The School of The Hamburg Ballet was established in 1978. The ballet students are taught at the Ballet Center Hamburg ("Ballettzentrum Hamburg – John Neumeier"). The building, once a secondary school for girls, is one of the last buildings designed by the famous Hamburg architect Fritz Schumacher. There are nine ballet studios, where both members of the company, as well as students, can train and rehearse. In addition, the boarding school can house 35 young people.

The international students, aged 10 to 18 years, are educated to become professional stage dancers. The syllabus gives priority to all aspects of classical-academic dance. In addition, there are courses on modern dance technique, dance composition and folklore. The criteria for admission to the school are physical aptitude, rhythmic ability, dancing disposition, talent for improvisation and the level of classical ballet technique in relation to age. The entrance exams are held every year in spring. The minimum age for the preschool is 7 to 9 years, for training classes 10 to 16 years and for theater classes 16 to 18 years. Today about 80% of the company dancers have been educated at the School of The Hamburg Ballet.

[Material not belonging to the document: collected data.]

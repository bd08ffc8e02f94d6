//! `keel` Core: service definitions, environment, error taxonomy, log attributes, and field tags.

pub mod attribute;
pub mod definition;
pub mod env;
pub mod errors;
pub mod logger;
pub mod tags;

pub use attribute::{to_json_object, AttrValue, Attribute};
pub use definition::{DefinitionError, Definitions, ServiceDeploy, ServiceKind};
pub use env::{EnvApi, EnvError, ProcessEnv, ServiceEnvs, VarSource};
pub use errors::{ErrorApi, ErrorBuilder, ErrorCode, ErrorFactory, ErrorKind, ServiceError};
pub use logger::{Level, LoggerApi};
pub use tags::Tag;

#[cfg(test)]
mod tests {
    #[test]
    fn crate_loads() {
        // Empty body: if this test runs, the crate compiles and loads.
    }
}
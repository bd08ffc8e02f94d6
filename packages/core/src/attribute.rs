use std::fmt;

use serde::Serialize;

/// Value carried by a structured log [`Attribute`].
#[derive(Debug, Clone, PartialEq, Serialize)]
#[serde(untagged)]
pub enum AttrValue {
    String(String),
    Int(i64),
    Uint(u64),
    Float(f64),
    Bool(bool),
    /// Arbitrary structured data, rendered as JSON.
    Json(serde_json::Value),
}

impl fmt::Display for AttrValue {
    fn fmt(&self, f: &mut fmt::Formatter<'_>) -> fmt::Result {
        match self {
            Self::String(s) => f.write_str(s),
            Self::Int(i) => write!(f, "{i}"),
            Self::Uint(u) => write!(f, "{u}"),
            Self::Float(v) => write!(f, "{v}"),
            Self::Bool(b) => write!(f, "{b}"),
            Self::Json(v) => write!(f, "{v}"),
        }
    }
}

/// A key/value pair attached to a log message.
///
/// Features report their startup information as attributes, transports
/// describe themselves with them, and the error factory uses them to tag
/// submitted errors with their classification.
#[derive(Debug, Clone, PartialEq, Serialize)]
pub struct Attribute {
    pub key: String,
    pub value: AttrValue,
}

impl Attribute {
    pub fn new(key: impl Into<String>, value: AttrValue) -> Self {
        Self {
            key: key.into(),
            value,
        }
    }

    pub fn string(key: impl Into<String>, value: impl Into<String>) -> Self {
        Self::new(key, AttrValue::String(value.into()))
    }

    pub fn int(key: impl Into<String>, value: i64) -> Self {
        Self::new(key, AttrValue::Int(value))
    }

    pub fn uint(key: impl Into<String>, value: u64) -> Self {
        Self::new(key, AttrValue::Uint(value))
    }

    pub fn bool(key: impl Into<String>, value: bool) -> Self {
        Self::new(key, AttrValue::Bool(value))
    }

    /// Serializes `value` into a JSON attribute. Values that fail to
    /// serialize are recorded as their error text.
    pub fn json<T: Serialize>(key: impl Into<String>, value: &T) -> Self {
        let value = serde_json::to_value(value)
            .unwrap_or_else(|e| serde_json::Value::String(e.to_string()));
        Self::new(key, AttrValue::Json(value))
    }

    /// Standard attribute for an error cause.
    pub fn error(err: &(dyn std::error::Error + 'static)) -> Self {
        Self::string("error", err.to_string())
    }
}

impl fmt::Display for Attribute {
    fn fmt(&self, f: &mut fmt::Formatter<'_>) -> fmt::Result {
        write!(f, "{}={}", self.key, self.value)
    }
}

impl AttrValue {
    #[must_use]
    pub fn to_json(&self) -> serde_json::Value {
        match self {
            Self::String(s) => serde_json::Value::String(s.clone()),
            Self::Int(i) => (*i).into(),
            Self::Uint(u) => (*u).into(),
            Self::Float(v) => (*v).into(),
            Self::Bool(b) => (*b).into(),
            Self::Json(v) => v.clone(),
        }
    }
}

/// Collects attributes into one JSON object keyed by attribute key. A
/// repeated key keeps its last value.
#[must_use]
pub fn to_json_object(attrs: &[Attribute]) -> serde_json::Map<String, serde_json::Value> {
    attrs
        .iter()
        .map(|attr| (attr.key.clone(), attr.value.to_json()))
        .collect()
}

The school is supported by the clubs Friends of the Hamburg Ballet Centre (Freunde des Ballettzentrums Hamburg) and Ballet Friends Hamburg (Ballettfreunde Hamburg).
The Ballet Centre is also the home of the first German National Youth Ballet (Bundesjugendballett), but legally it does not belong to the Hamburg Ballet.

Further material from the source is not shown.